From the very first line down to the line containing "if let Some(path)", write out the material exactly as it appears, and no more.

▶ _MATERIAL SHOWN_:

....

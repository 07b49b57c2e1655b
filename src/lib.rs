pub mod acceptor;
pub mod cli;
pub mod config;
pub mod connection;
pub mod error;
pub mod handler;
pub mod http;
pub mod listing;
pub mod mime;
pub mod path;
pub mod pool;
pub mod server;
pub mod streamer;

/// Re-exports of common components for easier access
pub use acceptor::{ConnectionAcceptor, StopHandle};
pub use cli::Cli;
pub use config::ServerConfig;
pub use connection::Connection;
pub use error::{ServerError, ServerResult};
pub use http::{RequestLine, ResponseHead, Status};
pub use listing::DirectoryEntry;
pub use path::{resolve, url_decode, ResolvedPath};
pub use pool::WorkerPool;
pub use server::Server;
use clap::Parser;
use lan_http::{Cli, Server, ServerConfig, ServerResult};
use log::{error, info};
use std::path::Path;
use std::process;

fn main() {
    env_logger::Builder::from_env(env_logger::Env::default().default_filter_or("info")).init();

    let cli = Cli::parse();
    if let Err(e) = run(cli) {
        error!("{}", e);
        process::exit(1);
    }
}

fn run(cli: Cli) -> ServerResult<()> {
    let config = cli.to_config()?;

    if let Some(path) = &cli.save_config {
        return save_config(&config, path);
    }

    let server = Server::bind(config)?;

    // Ctrl-C stops the acceptor; run() then drains the pool
    let stop = server.stop_handle();
    if let Err(e) = ctrlc::set_handler(move || {
        info!("Received shutdown signal. Stopping server...");
        stop.stop();
    }) {
        error!("Could not install Ctrl-C handler: {}", e);
    }

    info!("Press Ctrl+C to stop the server");
    server.run()
}

// Save the effective configuration to a file
fn save_config(config: &ServerConfig, path: &Path) -> ServerResult<()> {
    config.save_to_json_file(path)?;
    info!("Configuration saved to: {}", path.display());
    Ok(())
}
use lan_http::{Server, ServerConfig, StopHandle};
use std::fs;
use std::io::{Read, Write};
use std::net::{SocketAddr, TcpStream};
use std::path::Path;
use std::thread::{self, JoinHandle};
use std::time::Duration;
use tempfile::TempDir;

struct TestServer {
    addr: SocketAddr,
    stop: StopHandle,
    thread: Option<JoinHandle<()>>,
}

impl TestServer {
    fn start(root: &Path, workers: usize) -> Self {
        let config = ServerConfig::new()
            .with_port(0)
            .with_root_dir(root)
            .with_worker_threads(workers);
        let server = Server::bind(config).unwrap();
        let port = server.local_addr().port();
        let stop = server.stop_handle();
        let thread = thread::spawn(move || server.run().unwrap());

        Self {
            addr: SocketAddr::from(([127, 0, 0, 1], port)),
            stop,
            thread: Some(thread),
        }
    }

    fn send(&self, request: &[u8]) -> Vec<u8> {
        let mut client = TcpStream::connect(self.addr).unwrap();
        client.set_read_timeout(Some(Duration::from_secs(5))).unwrap();
        client.write_all(request).unwrap();
        let mut buf = Vec::new();
        client.read_to_end(&mut buf).unwrap();
        buf
    }

    fn get(&self, target: &str) -> (String, Vec<u8>) {
        let raw = self.send(format!("GET {} HTTP/1.1\r\nHost: localhost\r\n\r\n", target).as_bytes());
        let end = raw
            .windows(4)
            .position(|w| w == b"\r\n\r\n")
            .map(|p| p + 4)
            .unwrap_or(raw.len());
        (String::from_utf8_lossy(&raw[..end]).into_owned(), raw[end..].to_vec())
    }
}

impl Drop for TestServer {
    fn drop(&mut self) {
        self.stop.stop();
        if let Some(thread) = self.thread.take() {
            thread.join().unwrap();
        }
    }
}

fn site() -> TempDir {
    let dir = tempfile::tempdir().unwrap();
    fs::write(dir.path().join("index.html"), b"hello world\n").unwrap();
    fs::create_dir(dir.path().join("docs")).unwrap();
    dir
}

#[test]
fn test_root_serves_index() {
    let dir = site();
    let server = TestServer::start(dir.path(), 2);

    let (head, body) = server.get("/");
    assert!(head.starts_with("HTTP/1.1 200 OK\r\n"));
    assert!(head.contains("Content-Type: text/html\r\n"));
    assert!(head.contains("Content-Length: 12\r\n"));
    assert!(head.contains("Connection: close\r\n"));
    assert!(head.contains(" GMT\r\n"));
    assert_eq!(body, b"hello world\n");
}

#[test]
fn test_traversal_is_forbidden() {
    let dir = site();
    let server = TestServer::start(dir.path(), 2);

    let (head, body) = server.get("/../etc/passwd");
    assert!(head.starts_with("HTTP/1.1 403 Forbidden\r\n"));
    assert_eq!(body, b"Forbidden");
}

#[test]
fn test_empty_directory_redirect_and_listing() {
    let dir = site();
    let server = TestServer::start(dir.path(), 2);

    let (head, body) = server.get("/docs");
    assert!(head.starts_with("HTTP/1.1 301 Moved Permanently\r\n"));
    assert!(head.contains("Location: /docs/\r\n"));
    assert!(body.is_empty());

    let (head, body) = server.get("/docs/");
    assert!(head.starts_with("HTTP/1.1 200 OK\r\n"));
    assert!(head.contains("Content-Type: text/html\r\n"));
    let html = String::from_utf8(body).unwrap();
    assert!(html.contains("Directory Listing: /docs/"));
    assert_eq!(html.matches("<li>").count(), 0);
}

#[test]
fn test_listing_has_one_entry_per_child() {
    let dir = site();
    fs::write(dir.path().join("docs/a.txt"), b"a").unwrap();
    fs::write(dir.path().join("docs/b.txt"), b"b").unwrap();
    fs::create_dir(dir.path().join("docs/img")).unwrap();
    let server = TestServer::start(dir.path(), 2);

    let (head, body) = server.get("/docs/");
    let html = String::from_utf8(body).unwrap();
    assert!(head.contains(&format!("Content-Length: {}\r\n", html.len())));
    assert_eq!(html.matches("<li>").count(), 3);
    for link in ["/docs/a.txt", "/docs/b.txt", "/docs/img/", "/download/docs/a.txt"] {
        assert!(html.contains(&format!("href=\"{}\"", link)), "missing {}", link);
    }
}

#[test]
fn test_method_not_allowed_and_missing_file() {
    let dir = site();
    let server = TestServer::start(dir.path(), 2);

    let raw = server.send(b"POST /index.html HTTP/1.1\r\nContent-Length: 0\r\n\r\n");
    let text = String::from_utf8_lossy(&raw);
    assert!(text.starts_with("HTTP/1.1 405 Method Not Allowed\r\n"));
    assert!(text.ends_with("Method Not Allowed"));

    let (head, body) = server.get("/nope.txt");
    assert!(head.starts_with("HTTP/1.1 404 Not Found\r\n"));
    assert_eq!(body, b"File Not Found");
}

#[test]
fn test_download_endpoint() {
    let dir = site();
    fs::write(dir.path().join("docs/plan v2.txt"), b"plan").unwrap();
    let server = TestServer::start(dir.path(), 2);

    let (head, body) = server.get("/download/docs/plan%20v2.txt");
    assert!(head.starts_with("HTTP/1.1 200 OK\r\n"));
    assert!(head.contains("Content-Type: application/octet-stream\r\n"));
    assert!(head.contains(
        "Content-Disposition: attachment; filename=\"plan v2.txt\"; filename*=UTF-8''plan%20v2.txt\r\n"
    ));
    assert_eq!(body, b"plan");
}

#[test]
fn test_silent_client_is_closed_without_response() {
    let dir = site();
    let server = TestServer::start(dir.path(), 1);

    // Connect and half-close without sending anything
    let mut client = TcpStream::connect(server.addr).unwrap();
    client.set_read_timeout(Some(Duration::from_secs(5))).unwrap();
    client.shutdown(std::net::Shutdown::Write).unwrap();
    let mut buf = Vec::new();
    client.read_to_end(&mut buf).unwrap();
    assert!(buf.is_empty());

    // The single worker is still available
    let (head, _) = server.get("/");
    assert!(head.starts_with("HTTP/1.1 200 OK\r\n"));
}

#[test]
fn test_parallel_clients() {
    let dir = site();
    let payload: Vec<u8> = (0..100_000u32).map(|i| (i % 256) as u8).collect();
    fs::write(dir.path().join("big.bin"), &payload).unwrap();
    let server = TestServer::start(dir.path(), 4);

    let handles: Vec<_> = (0..16)
        .map(|_| {
            let addr = server.addr;
            thread::spawn(move || {
                let mut client = TcpStream::connect(addr).unwrap();
                client.set_read_timeout(Some(Duration::from_secs(10))).unwrap();
                client.write_all(b"GET /big.bin HTTP/1.1\r\n\r\n").unwrap();
                let mut buf = Vec::new();
                client.read_to_end(&mut buf).unwrap();
                buf
            })
        })
        .collect();

    for handle in handles {
        let raw = handle.join().unwrap();
        let end = raw.windows(4).position(|w| w == b"\r\n\r\n").unwrap() + 4;
        let head = String::from_utf8_lossy(&raw[..end]);
        assert!(head.contains("Content-Length: 100000\r\n"));
        assert_eq!(&raw[end..], &payload[..]);
    }
}

#[test]
fn test_bind_rejects_bad_config() {
    let dir = tempfile::tempdir().unwrap();
    let config = ServerConfig::new()
        .with_port(0)
        .with_root_dir(dir.path().join("missing"));
    assert!(Server::bind(config).is_err());
}
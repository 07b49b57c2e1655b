use crate::http::{self, Status};
use crate::path::os_bytes;
use crate::streamer::percent_encode;
use log::warn;
use std::fs;
use std::io::{self, Write};
use std::path::Path;

/// One child of a listed directory
#[derive(Debug, Clone, PartialEq, Eq)]
pub struct DirectoryEntry {
    /// Raw name bytes, as the filesystem stores them
    pub name: Vec<u8>,
    pub is_dir: bool,
}

impl DirectoryEntry {
    /// Name for display in the page
    pub fn display_name(&self) -> String {
        String::from_utf8_lossy(&self.name).into_owned()
    }
}

/// Read the direct children of `dir` in filesystem order.
///
/// An unreadable directory gives an empty list; entries whose status cannot
/// be read are skipped.
pub fn read_entries(dir: &Path) -> Vec<DirectoryEntry> {
    let entries = match fs::read_dir(dir) {
        Ok(entries) => entries,
        Err(e) => {
            warn!("Cannot list {}: {}", dir.display(), e);
            return Vec::new();
        }
    };

    let mut listing = Vec::new();
    for entry in entries.flatten() {
        let name = os_bytes(&entry.file_name());
        if name == b"." || name == b".." {
            continue;
        }
        // Follows symlinks, so a link to a directory lists as one
        match fs::metadata(entry.path()) {
            Ok(metadata) => listing.push(DirectoryEntry {
                name,
                is_dir: metadata.is_dir(),
            }),
            Err(e) => warn!("Skipping {}: {}", entry.path().display(), e),
        }
    }
    listing
}

/// Escape text for an HTML body or attribute
fn escape_html(text: &str) -> String {
    let mut out = String::with_capacity(text.len());
    for c in text.chars() {
        match c {
            '&' => out.push_str("&amp;"),
            '<' => out.push_str("&lt;"),
            '>' => out.push_str("&gt;"),
            '"' => out.push_str("&quot;"),
            _ => out.push(c),
        }
    }
    out
}

/// Percent-encode a decoded URL path segment by segment, keeping the slashes
pub fn encode_href(path: &[u8]) -> String {
    path.split(|&b| b == b'/')
        .map(percent_encode)
        .collect::<Vec<_>>()
        .join("/")
}

/// Render the HTML index for `url_path`, which must end in `/`
pub fn render(url_path: &[u8], entries: &[DirectoryEntry]) -> String {
    let mut html = String::new();
    html.push_str("<html><head><title>Directory Listing</title>");
    html.push_str("<style>");
    html.push_str("body { font-family: Arial, sans-serif; margin: 20px; }");
    html.push_str("h1 { color: #333; }");
    html.push_str("ul { list-style-type: none; padding: 0; }");
    html.push_str("li { margin: 5px 0; }");
    html.push_str("a { text-decoration: none; color: #0066cc; }");
    html.push_str("a:hover { text-decoration: underline; }");
    html.push_str("</style></head>");
    html.push_str(&format!(
        "<body><h1>Directory Listing: {}</h1><ul>",
        escape_html(&String::from_utf8_lossy(url_path))
    ));

    for entry in entries {
        let item_path = [url_path, &entry.name[..]].concat();
        let name = escape_html(&entry.display_name());
        if entry.is_dir {
            html.push_str(&format!(
                "<li><a href=\"{}/\">{}/</a></li>",
                encode_href(&item_path),
                name
            ));
        } else {
            html.push_str(&format!(
                "<li><a href=\"{href}\">{name}</a> (<a href=\"/download{href}\">Download</a>)</li>",
                href = encode_href(&item_path),
                name = name
            ));
        }
    }

    html.push_str("</ul></body></html>");
    html
}

/// Answer a request that resolved to the directory `dir`.
///
/// Without a trailing slash the client is redirected to `url_path + "/"`,
/// re-encoded so the `Location` header stays printable ASCII.
pub fn send_listing<W: Write>(writer: &mut W, url_path: &[u8], dir: &Path) -> io::Result<Status> {
    if !url_path.ends_with(b"/") {
        let location = encode_href(&[url_path, &b"/"[..]].concat());
        http::send_redirect(writer, &location)?;
        return Ok(Status::MovedPermanently);
    }

    let entries = read_entries(dir);
    let html = render(url_path, &entries);
    http::send_response(writer, Status::Ok, "text/html", html.as_bytes())?;
    Ok(Status::Ok)
}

....

▶ _SOLUTION TO THIS TASK_:
repository 07b49b57c2e1655b
filename src/lib.rs
pub mod acceptor;
pub mod cli;
pub mod config;
pub mod connection;
pub mod error;
pub mod handler;
pub mod http;
pub mod listing;
pub mod mime;
pub mod path;
pub mod pool;
pub mod server;
pub mod streamer;

/// Re-exports of common components for easier access
pub use acceptor::{ConnectionAcceptor, StopHandle};
pub use cli::Cli;
pub use config::ServerConfig;
pub use connection::Connection;
pub use error::{ServerError, ServerResult};
pub use http::{RequestLine, ResponseHead, Status};
pub use listing::DirectoryEntry;
pub use path::{resolve, url_decode, ResolvedPath};
pub use pool::WorkerPool;
pub use server::Server;
use clap::Parser;
use lan_http::{Cli, Server, ServerConfig, ServerResult};
use log::{error, info};
use std::path::Path;
use std::process;

fn main() {
    env_logger::Builder::from_env(env_logger::Env::default().default_filter_or("info")).init();

    let cli = Cli::parse();
    if let Err(e) = run(cli) {
        error!("{}", e);
        process::exit(1);
    }
}

fn run(cli: Cli) -> ServerResult<()> {
    let config = cli.to_config()?;

    if let Some(path) = &cli.save_config {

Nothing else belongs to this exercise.